Each decorator instance holds: - The inner reference (one pointer). - Its own state (cache, counter, config).

JVM (compressed OOPs) — a typical 4-decorator stack of small wrappers:

RealService:    ~16 bytes (header + few fields)
Decorator A:    ~16 bytes (header + inner ptr)
Decorator B:    ~16 bytes
Decorator C:    ~16 bytes
Decorator D:    ~16 bytes

Total: ~80 bytes per request handler. Negligible.

In Go, ~16 bytes per decorator (interface header + pointer). In CPython, each decorator is a regular Python object: ~50-150 bytes minimum.

The stacks are tiny per request handler. The danger is per-request allocation: a logging decorator that builds a Map<String, Object> per call generates real garbage at 10k QPS.


JVM: Inlining a Decorator Chain

When the call site is monomorphic (always the same decorator stack):

caller.process(req)
  → Logging.process(req)         ← inlined
    → Caching.process(req)       ← inlined
      → Retry.process(req)       ← inlined
        → RealService.process(req)

HotSpot inlines through MaxInlineLevel (default 9) levels. After warmup, a typical 4-decorator stack collapses to a single inlined sequence — zero call overhead.

What disrupts inlining

  • Megamorphism. The same call site sees several different decorator types. Inline cache fails.
  • Reflection / dynamic proxy. Method.invoke is a dispatch the JIT can't easily inline.
  • Synchronized blocks in decorators may impede some optimizations.
  • Excessive depth. Past MaxInlineLevel, the rest of the chain is virtual calls.

Sealed types (Java 17+)

sealed interfaces let HotSpot prove the closed set of implementations. Combined with stable wiring, devirtualization is aggressive.

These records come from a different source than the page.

//! Cosmetic effects: particles, debris halves, floating texts, damage flash
//!
//! Driven only by `GameEvent`s and never read back by the simulation. Pools
//! are capped and requests past the cap are dropped.

use glam::Vec2;
use rand::seq::IndexedRandom;
use rand::{Rng, SeedableRng};
use rand_pcg::Pcg32;

use super::level::{Color, InteractionMode};
use super::state::GameEvent;
use crate::consts::*;

/// Particle life lost per tick
const PARTICLE_DECAY: f32 = 0.04;
/// Floating text life lost and scale gained per tick
const TEXT_DECAY: f32 = 0.02;
const TEXT_GROWTH: f32 = 0.01;

const DESTROY_PARTICLES: usize = 12;
const DESTROY_SPREAD: f32 = 25.0;
const HAZARD_PARTICLES: usize = 20;
const HAZARD_SPREAD: f32 = 30.0;

const DEBRIS_SPLIT: f32 = 5.0;
const DEBRIS_LIFT: f32 = 2.0;
const DEBRIS_SPIN: f32 = 0.2;

pub mod palette {
    use super::Color;

    pub const HAZARD_RED: Color = Color([0.937, 0.267, 0.267, 1.0]);
    /// amber-600
    pub const DESTROY_TEXT: Color = Color([0.851, 0.467, 0.024, 1.0]);
    /// green-700
    pub const CAPTURE_TEXT: Color = Color([0.082, 0.502, 0.239, 1.0]);
    pub const FLASH: Color = Color([1.0, 0.0, 0.0, 1.0]);
}

#[derive(Debug, Clone)]
pub struct Particle {
    pub pos: Vec2,
    pub vel: Vec2,
    pub color: Color,
    pub size: f32,
    /// 1 → 0
    pub life: f32,
}

/// Which half of a sliced target
#[derive(Debug, Clone, Copy, PartialEq, Eq)]
pub enum Half {
    Left,
    Right,
}

#[derive(Debug, Clone)]
pub struct Debris {
    pub pos: Vec2,
    pub vel: Vec2,
    pub rotation: f32,
    pub spin: f32,
    pub icon: String,
    pub color: Color,
    pub half: Half,
}

#[derive(Debug, Clone)]
pub struct FloatingText {
    pub pos: Vec2,
    pub vel: Vec2,
    pub text: String,
    pub color: Color,
    pub scale: f32,
    pub life: f32,
}

#[derive(Debug, Clone)]
pub struct Effects {
    rng: Pcg32,
    particle_cap: usize,
    flash_enabled: bool,
    pub particles: Vec<Particle>,
    pub debris: Vec<Debris>,
    pub texts: Vec<FloatingText>,
    /// Damage flash alpha
    pub flash: f32,
}

impl Effects {
    pub fn new(seed: u64, particle_cap: usize) -> Self {
        Self {
            rng: Pcg32::seed_from_u64(seed),
            particle_cap,
            flash_enabled: true,
            particles: Vec::new(),
            debris: Vec::new(),
            texts: Vec::new(),
            flash: 0.0,
        }
    }

    pub fn with_flash(mut self, enabled: bool) -> Self {
        self.flash_enabled = enabled;
        self
    }

    /// React to a simulation event. `words` feeds the floating text.
    pub fn apply(&mut self, event: &GameEvent, words: &[String]) {
        match event {
            GameEvent::Resolved {
                pos,
                vel,
                rotation,
                icon,
                color,
                combo,
                mode,
                ..
            } => {
                if *mode == InteractionMode::Destroy {
                    self.split(*pos, *vel, *rotation, icon, *color);
                }
                self.burst(*pos, *color, DESTROY_PARTICLES, DESTROY_SPREAD);

                if let Some(word) = words.choose(&mut self.rng) {
                    let text_color = match mode {
                        InteractionMode::Destroy => palette::DESTROY_TEXT,
                        InteractionMode::Capture => palette::CAPTURE_TEXT,
                    };
                    let vel = Vec2::new((self.rng.random::<f32>() - 0.5) * 2.0, -5.0);
                    let scale = 1.0 + (*combo).min(10) as f32 * 0.1;
                    self.push_text(*pos, vel, word, text_color, scale);
                }
            }
            GameEvent::HazardHit { pos } => {
                self.burst(*pos, palette::HAZARD_RED, HAZARD_PARTICLES, HAZARD_SPREAD);
                self.push_text(
                    *pos - Vec2::new(0.0, 50.0),
                    Vec2::new(0.0, -2.0),
                    "BOOM!",
                    palette::HAZARD_RED,
                    2.0,
                );
                if self.flash_enabled {
                    self.flash = FLASH_ALPHA;
                }
            }
            _ => {}
        }
    }

    /// Spawn up to `count` particles, dropping those past the cap
    pub fn burst(&mut self, pos: Vec2, color: Color, count: usize, spread: f32) {
        let room = self.particle_cap.saturating_sub(self.particles.len());
        for _ in 0..count.min(room) {
            let vel = Vec2::new(
                (self.rng.random::<f32>() - 0.5) * spread,
                (self.rng.random::<f32>() - 0.5) * spread,
            );
            let size = self.rng.random::<f32>() * 10.0 + 5.0;
            self.particles.push(Particle {
                pos,
                vel,
                color,
                size,
                life: 1.0,
            });
        }
    }

    fn split(&mut self, pos: Vec2, vel: Vec2, rotation: f32, icon: &str, color: Color) {
        for (half, dir) in [(Half::Left, -1.0), (Half::Right, 1.0)] {
            if self.debris.len() >= MAX_DEBRIS {
                return;
            }
            self.debris.push(Debris {
                pos,
                vel: Vec2::new(vel.x + dir * DEBRIS_SPLIT, vel.y - DEBRIS_LIFT),
                rotation,
                spin: dir * DEBRIS_SPIN,
                icon: icon.to_string(),
                color,
                half,
            });
        }
    }

    fn push_text(&mut self, pos: Vec2, vel: Vec2, text: &str, color: Color, scale: f32) {
        if self.texts.len() >= MAX_FLOATING_TEXTS {
            return;
        }
        self.texts.push(FloatingText {
            pos,
            vel,
            text: text.to_string(),
            color,
            scale,
            life: 1.0,
        });
    }

    /// Advance every pool by one unfrozen tick
    pub fn update(&mut self) {
        for p in &mut self.particles {
            p.pos += p.vel;
            p.vel.y += GRAVITY * 0.5;
            p.life -= PARTICLE_DECAY;
        }
        self.particles.retain(|p| p.life > 0.0);

        for d in &mut self.debris {
            d.pos += d.vel;
            d.vel.y += GRAVITY;
            d.rotation += d.spin;
        }
        self.debris
            .retain(|d| d.pos.y <= FIELD_HEIGHT + DEBRIS_CULL_MARGIN);

        for t in &mut self.texts {
            t.pos += t.vel;
            t.life -= TEXT_DECAY;
            t.scale += TEXT_GROWTH;
        }
        self.texts.retain(|t| t.life > 0.0);
    }

    /// The flash fades every frame, frozen or not
    pub fn decay_flash(&mut self) {
        if self.flash > 0.0 {
            self.flash = (self.flash - FLASH_DECAY).max(0.0);
        }
    }

    pub fn is_empty(&self) -> bool {
        self.particles.is_empty() && self.debris.is_empty() && self.texts.is_empty()
    }
}

#[cfg(test)]
mod tests {
    use super::*;

    fn resolved(mode: InteractionMode, combo: u32) -> GameEvent {
        GameEvent::Resolved {
            id: 1,
            pos: Vec2::new(300.0, 300.0),
            vel: Vec2::new(2.0, -8.0),
            rotation: 0.3,
            icon: "🍕".into(),
            color: Color::WHITE,
            combo,
            points: 55,
            mode,
        }
    }

    fn words() -> Vec<String> {
        vec!["SMASH".to_string()]
    }

    #[test]
    fn test_destroy_spawns_two_halves_and_burst() {
        let mut fx = Effects::new(1, DEFAULT_PARTICLE_CAP);
        fx.apply(&resolved(InteractionMode::Destroy, 1), &words());
        assert_eq!(fx.debris.len(), 2);
        assert_eq!(fx.debris[0].half, Half::Left);
        assert_eq!(fx.debris[0].vel.x, 2.0 - DEBRIS_SPLIT);
        assert_eq!(fx.debris[1].vel.x, 2.0 + DEBRIS_SPLIT);
        assert_eq!(fx.debris[0].vel.y, -10.0);
        assert_eq!(fx.particles.len(), DESTROY_PARTICLES);
        assert_eq!(fx.texts[0].text, "SMASH");
    }

    #[test]
    fn test_capture_has_no_debris() {
        let mut fx = Effects::new(1, DEFAULT_PARTICLE_CAP);
        fx.apply(&resolved(InteractionMode::Capture, 1), &words());
        assert!(fx.debris.is_empty());
        assert_eq!(fx.particles.len(), DESTROY_PARTICLES);
        assert_eq!(fx.texts[0].color, palette::CAPTURE_TEXT);
    }

    #[test]
    fn test_combo_grows_text_scale() {
        let mut fx = Effects::new(1, DEFAULT_PARTICLE_CAP);
        fx.apply(&resolved(InteractionMode::Destroy, 4), &words());
        fx.apply(&resolved(InteractionMode::Destroy, 40), &words());
        assert!((fx.texts[0].scale - 1.4).abs() < 1e-5);
        assert!((fx.texts[1].scale - 2.0).abs() < 1e-5);
    }

    #[test]
    fn test_hazard_flash_and_boom_text() {
        let mut fx = Effects::new(1, DEFAULT_PARTICLE_CAP);
        fx.apply(&GameEvent::HazardHit { pos: Vec2::new(100.0, 200.0) }, &words());
        assert_eq!(fx.flash, FLASH_ALPHA);
        assert_eq!(fx.texts[0].text, "BOOM!");
        assert_eq!(fx.texts[0].pos, Vec2::new(100.0, 150.0));
        assert_eq!(fx.particles.len(), HAZARD_PARTICLES);
        assert!(fx.debris.is_empty());
    }

    #[test]
    fn test_flash_can_be_disabled() {
        let mut fx = Effects::new(1, DEFAULT_PARTICLE_CAP).with_flash(false);
        fx.apply(&GameEvent::HazardHit { pos: Vec2::ZERO }, &words());
        assert_eq!(fx.flash, 0.0);
    }

    #[test]
    fn test_particle_cap_drops_overflow() {
        let mut fx = Effects::new(1, 15);
        fx.burst(Vec2::ZERO, Color::WHITE, 12, 10.0);
        fx.burst(Vec2::ZERO, Color::WHITE, 12, 10.0);
        assert_eq!(fx.particles.len(), 15);
    }

    #[test]
    fn test_pools_drain_over_time() {
        let mut fx = Effects::new(3, DEFAULT_PARTICLE_CAP);
        fx.apply(&resolved(InteractionMode::Destroy, 2), &words());
        fx.apply(&GameEvent::HazardHit { pos: Vec2::new(500.0, 500.0) }, &words());
        for _ in 0..200 {
            fx.update();
            fx.decay_flash();
        }
        assert!(fx.is_empty());
        assert_eq!(fx.flash, 0.0);
    }

    #[test]
    fn test_no_words_no_text() {
        let mut fx = Effects::new(1, DEFAULT_PARTICLE_CAP);
        fx.apply(&resolved(InteractionMode::Destroy, 1), &[]);
        assert!(fx.texts.is_empty());
    }
}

JVM: Dynamic Proxies and AOP Cost

@Cacheable, @Retryable, @Transactional (Spring AOP) wrap beans in dynamic proxies (java.lang.reflect.Proxy or cglib). Each method call:

  1. Goes through InvocationHandler.invoke.
  2. Reflection dispatch: ~30-50 ns extra per call.
  3. May allocate Object[] for arguments.

For request-scoped code, this is invisible. For inner loops, it's measurable. Spring 5+ improved with cglib subclass proxies (faster than reflection-based) and code generation in some cases.

If a hot path is heavy on AOP-wrapped calls, consider: - Removing the annotation; explicit decoration. - Using an annotation processor that generates static decorators at compile time. - Deferring or batching the call.


Go: Interface Calls Per Layer

Each decorator layer in Go is one interface call: ~3 ns (itab load + indirect call). A 5-layer stack: ~15 ns. The compiler does not inline indirect calls; the cost is real (though typically dwarfed by network in HTTP middleware).

Pointer receivers (again)

Use pointer receivers and pass decorators as pointers; otherwise interface conversion allocates a heap copy.

// ❌ Each conversion allocates.
var p PaymentProcessor = stripeAdapter
var p2 PaymentProcessor = retryAdapter{inner: p}

// ✅ One construction; pointers throughout.
processor := &retryAdapter{inner: &stripeAdapter{client: c}}

Inlining hints

Go's compiler will sometimes inline very small methods. go build -gcflags='-m=2' reveals what was inlined. Decorators with non-trivial bodies (logging formatters, metric registry calls) won't inline.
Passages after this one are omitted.